Если мы достигнем понимания Христа, не церковно люцифериче- ского двойника, а действующего в настоящем Христа (христианам самое время проверить, наконец, свое христианство на вопросе: что делает Христос сейчас, сиюминутно?
— с обоюдоострым мечом ответов: либо Он делает историю, как Себя, как взятую Им на Себя карму теней, либо же Он, после Пасхи 33 года, отправлен на покой, читай: «снят» узурпировавшими Его ведомство служителями), если, скажем снова, мы достигнем понимания Христа, то мировое господство Аримана обнаружит едва ли большую реальность, чем фантомная боль на месте ампутированного органа. Он пробивает свое дело, делая ставку на абстрактное мышление, на прекрасные чувства, благие намерения, пустые фразы, на идеологию, короче: на Люцифера; он и есть карма Люцифера, кармический сюрприз Люцифера. Его будущее лежит, таким образом, в настоящем Люцифера, но если бы Люцифер осознал своё настоящее как умение найтись во Христе, то у Аримана не было бы уже никакого будущего.

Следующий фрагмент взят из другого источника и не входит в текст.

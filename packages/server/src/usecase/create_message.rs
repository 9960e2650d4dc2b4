//! UseCase: メッセージ作成処理
//!
//! ## テスト実装の作業記録
//!
//! ### 何をテストしているか
//! - CreateMessageUseCase::execute() メソッド
//! - ID とタイムスタンプの払い出し、保存、Created イベントのブロードキャスト
//!
//! ### なぜこのテストが必要か
//! - タイムスタンプはサーバーが付与する（クライアント指定値は使わない）
//! - ブロードキャストの失敗が作成結果に影響しないことを保証する

use std::sync::Arc;

use dengon_shared::time::Clock;

use crate::domain::{
    BroadcastEvent, Message, MessageContent, MessageId, MessagePusher, MessageRepository,
    SenderName, Timestamp,
};

use super::{
    error::CreateMessageError,
    notify::{MutationSequencer, broadcast_best_effort},
};

/// メッセージ作成のユースケース
pub struct CreateMessageUseCase {
    /// Repository（データアクセス層の抽象化）
    repository: Arc<dyn MessageRepository>,
    /// MessagePusher（メッセージ通知の抽象化）
    message_pusher: Arc<dyn MessagePusher>,
    /// 作成時刻の取得元
    clock: Arc<dyn Clock>,
    /// 保存とブロードキャストの順序を揃える
    sequencer: Arc<MutationSequencer>,
}

impl CreateMessageUseCase {
    /// 新しい CreateMessageUseCase を作成
    pub fn new(
        repository: Arc<dyn MessageRepository>,
        message_pusher: Arc<dyn MessagePusher>,
        clock: Arc<dyn Clock>,
        sequencer: Arc<MutationSequencer>,
    ) -> Self {
        Self {
            repository,
            message_pusher,
            clock,
            sequencer,
        }
    }

    /// メッセージ作成を実行
    ///
    /// # Returns
    ///
    /// * `Ok(Message)` - 保存されたメッセージ
    /// * `Err(CreateMessageError)` - 保存失敗（ブロードキャストは行われない）
    pub async fn execute(
        &self,
        content: MessageContent,
        sender_name: SenderName,
    ) -> Result<Message, CreateMessageError> {
        let message = Message::new(
            MessageId::generate(),
            content,
            sender_name,
            Timestamp::new(self.clock.now_millis()),
        );

        // 1. Repository に保存（これが正）
        let _turn = self.sequencer.lock().await;
        let created = self.repository.create(message).await?;

        // 2. 保存後にブロードキャスト
        broadcast_best_effort(
            self.message_pusher.as_ref(),
            BroadcastEvent::created(created.clone()),
        )
        .await;

        Ok(created)
    }
}
//! HTTP / WebSocket surface of the message board server.

pub mod config;
mod handler;
mod server;
mod signal;
pub mod state;

pub use config::{ConnectionSettings, ServerConfig};
pub use server::Server;
pub use state::UseCases;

Говоря дидактически и параболически: в яму не падают вниз головой, если не падают вверх ногами — в небо. Люцифер, искупленный в философии свободы и теософии гётеанизма, отнимает у Аримана основную предпосылку его выигрыша, а именно, абстрактное, общее, чуждое действительности, теневое, комфортабельное мышление, из призрачности которого и выползают все мыслимые и немыслимые беды. Если в этом мышлении и есть что–либо интересное и достойное внимания, то, пожалуй, лишь то, что в нем нет мыслей. О нем сказал однажды антропософский учитель в Берлине 15 сентября 1919 года: «Но с чем сталкиваешься сегодня чаще всего, так это с отсутствием мыслей во всех областях».